Predicar con el ejemplo

17/10/2020

Un hombre cruza el paso de cebra cuando el semáforo está en rojo, y casi es atropellado por una chica joven que va en una bicicleta, que viene desde su misma acera y no se percata de que el individuo, ágilmente, se disponía a cruzar hacia la otra parte de la vía. Entonces se produce la siguiente escena rocambolesca, que a quienes pacientemente esperábamos en cada una de las orillas de la calle nos permitió esbozar una sonrisa lastimera y, en el caso de quien escribe soltar un “así nos va”: el uno insulta a la otra porque había decidido saltarse la norma por su cuenta y riesgo, aunque obviaba que él había hecho lo mismo. De manera que allí arrancó un rifirrafe que los que esperábamos olvidamos en cuanto la luz verde se encendió, porque nos dispusimos a pasar y seguimos con nuestras vidas. Cada cual, a lo suyo.
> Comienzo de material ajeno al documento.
//! 上下文压缩策略
//!
//! 三种策略都保留第一条消息（任务锚点）：
//! - SlidingWindow：锚点 + 最近 W 条
//! - TokenBudget：反复删除第二条，直到总量不超过预算或只剩锚点
//! - Semantic：交给 SemanticCompressor；未提供时显式退化为 SlidingWindow，并在摘要中说明

use serde::{Deserialize, Serialize};

use crate::memory::{Message, TokenEstimator};

#[derive(Clone, Copy, Debug, Default, PartialEq, Eq, Serialize, Deserialize)]
#[serde(rename_all = "snake_case")]
pub enum CompressionStrategy {
    #[default]
    SlidingWindow,
    TokenBudget,
    Semantic,
}

/// 语义压缩器（如基于向量相似度挑选相关消息）；实现可能丢掉锚点，调用方会补回
pub trait SemanticCompressor: Send + Sync {
    fn compress(&self, messages: &[Message], target_tokens: usize) -> Vec<Message>;
}

/// 一次压缩的结果
#[derive(Clone, Debug, PartialEq)]
pub struct CompressionOutcome {
    /// 实际生效的策略（语义压缩退化时为 SlidingWindow）
    pub applied: CompressionStrategy,
    pub messages: Vec<Message>,
    pub removed: usize,
    pub tokens_before: usize,
    pub tokens_after: usize,
    pub summary: String,
}

impl CompressionOutcome {
    pub fn tokens_saved(&self) -> usize {
        self.tokens_before.saturating_sub(self.tokens_after)
    }
}

/// 锚点 + 最近 window 条
pub fn sliding_window(messages: &[Message], window: usize) -> CompressionOutcome {
    let tokens_before = TokenEstimator::estimate_messages(messages);
    let kept: Vec<Message> = if messages.len() > window + 1 {
        let mut kept = Vec::with_capacity(window + 1);
        kept.push(messages[0].clone());
        kept.extend_from_slice(&messages[messages.len() - window..]);
        kept
    } else {
        messages.to_vec()
    };
    let removed = messages.len() - kept.len();
    let tokens_after = TokenEstimator::estimate_messages(&kept);
    CompressionOutcome {
        applied: CompressionStrategy::SlidingWindow,
        summary: format!(
            "Sliding window: removed {} older messages, kept the first message and the {} most recent",
            removed,
            kept.len().saturating_sub(1)
        ),
        messages: kept,
        removed,
        tokens_before,
        tokens_after,
    }
}

/// 反复删除下标 1 的消息；维护累计总量而不是每次重算
pub fn token_budget(messages: &[Message], budget: usize) -> CompressionOutcome {
    let tokens_before = TokenEstimator::estimate_messages(messages);
    let mut kept = messages.to_vec();
    let mut total = tokens_before;
    while total > budget && kept.len() > 1 {
        let dropped = kept.remove(1);
        total -= TokenEstimator::estimate_message(&dropped);
    }
    let removed = messages.len() - kept.len();
    CompressionOutcome {
        applied: CompressionStrategy::TokenBudget,
        summary: format!(
            "Token budget: {} -> {} tokens (saved {}), removed {} messages",
            tokens_before,
            total,
            tokens_before - total,
            removed
        ),
        messages: kept,
        removed,
        tokens_before,
        tokens_after: total,
    }
}

/// 语义压缩；没有压缩器时退化为滑动窗口
pub fn semantic(
    messages: &[Message],
    compressor: Option<&dyn SemanticCompressor>,
    window: usize,
    budget: usize,
) -> CompressionOutcome {
    let Some(compressor) = compressor else {
        let mut outcome = sliding_window(messages, window);
        outcome.summary = format!(
            "Semantic compressor unavailable, fell back to sliding window. {}",
            outcome.summary
        );
        return outcome;
    };

    let tokens_before = TokenEstimator::estimate_messages(messages);
    let mut kept = compressor.compress(messages, budget);
    if let Some(anchor) = messages.first() {
        if kept.first() != Some(anchor) {
            kept.retain(|m| m != anchor);
            kept.insert(0, anchor.clone());
        }
    }
    let removed = messages.len().saturating_sub(kept.len());
    let tokens_after = TokenEstimator::estimate_messages(&kept);
    CompressionOutcome {
        applied: CompressionStrategy::Semantic,
        summary: format!(
            "Semantic compression: kept {} of {} messages ({} -> {} tokens)",
            kept.len(),
            messages.len(),
            tokens_before,
            tokens_after
        ),
        messages: kept,
        removed,
        tokens_before,
        tokens_after,
    }
}

#[cfg(test)]
mod tests {
    use super::*;

    fn history(n: usize) -> Vec<Message> {
        let mut messages = vec![Message::user("Task: summarize the quarterly report")];
        for i in 1..n {
            if i % 2 == 1 {
                messages.push(Message::assistant(format!("step {} reasoning text", i)));
            } else {
                messages.push(Message::tool_result(format!("[echo:ok] observation {}", i)));
            }
        }
        messages
    }

    /// 只保留最后一条
    struct LastOnly;

    impl SemanticCompressor for LastOnly {
        fn compress(&self, messages: &[Message], _target_tokens: usize) -> Vec<Message> {
            messages.last().cloned().into_iter().collect()
        }
    }

    #[test]
    fn test_sliding_window_fifteen_of_ten() {
        let messages = history(15);
        let outcome = sliding_window(&messages, 10);
        assert_eq!(outcome.messages.len(), 11);
        assert_eq!(outcome.removed, 4);
        assert!(outcome.summary.contains("removed 4 older messages"));
        assert_eq!(outcome.messages[0], messages[0]);
        assert_eq!(outcome.messages[10], messages[14]);
    }

    #[test]
    fn test_sliding_window_short_history_untouched() {
        let messages = history(5);
        let outcome = sliding_window(&messages, 10);
        assert_eq!(outcome.messages, messages);
        assert!(outcome.summary.contains("removed 0 older messages"));
    }

    #[test]
    fn test_token_budget_converges() {
        let messages = history(20);
        let budget = TokenEstimator::estimate_messages(&messages) / 2;
        let outcome = token_budget(&messages, budget);
        assert!(outcome.tokens_after <= budget);
        assert_eq!(outcome.messages[0], messages[0]);
        assert_eq!(outcome.messages.last(), messages.last());
        assert_eq!(
            outcome.tokens_after,
            TokenEstimator::estimate_messages(&outcome.messages)
        );
        assert!(outcome.summary.contains(&format!("saved {}", outcome.tokens_saved())));
    }

    #[test]
    fn test_token_budget_unreachable_keeps_anchor() {
        let messages = history(6);
        let outcome = token_budget(&messages, 0);
        assert_eq!(outcome.messages.len(), 1);
        assert_eq!(outcome.messages[0], messages[0]);
        assert_eq!(outcome.removed, 5);
    }

    #[test]
    fn test_semantic_fallback_is_explicit() {
        let messages = history(15);
        let outcome = semantic(&messages, None, 10, 100);
        assert_eq!(outcome.applied, CompressionStrategy::SlidingWindow);
        assert_eq!(outcome.messages.len(), 11);
        assert!(outcome.summary.contains("fell back to sliding window"));
    }

    #[test]
    fn test_semantic_reinserts_anchor() {
        let messages = history(8);
        let outcome = semantic(&messages, Some(&LastOnly), 10, 100);
        assert_eq!(outcome.applied, CompressionStrategy::Semantic);
        assert_eq!(outcome.messages.len(), 2);
        assert_eq!(outcome.messages[0], messages[0]);
        assert_eq!(outcome.removed, 6);
    }
}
Ante mis ojos estaba el mejor símil de lo que están siendo estos últimos meses; en el ámbito político especialmente, pero también en el social. Meses en los que nuestros políticos no quieren que salgamos a la calle, pero tampoco desean que se muera la hostelería, porque eso reporta visitas, impuestos e ingresos para sostener un castillo de naipes cada vez más endeble. Meses en los que echamos en cara al vecino que no se ponga la mascarilla, cuando nosotros la llevamos puesta en los tobillos…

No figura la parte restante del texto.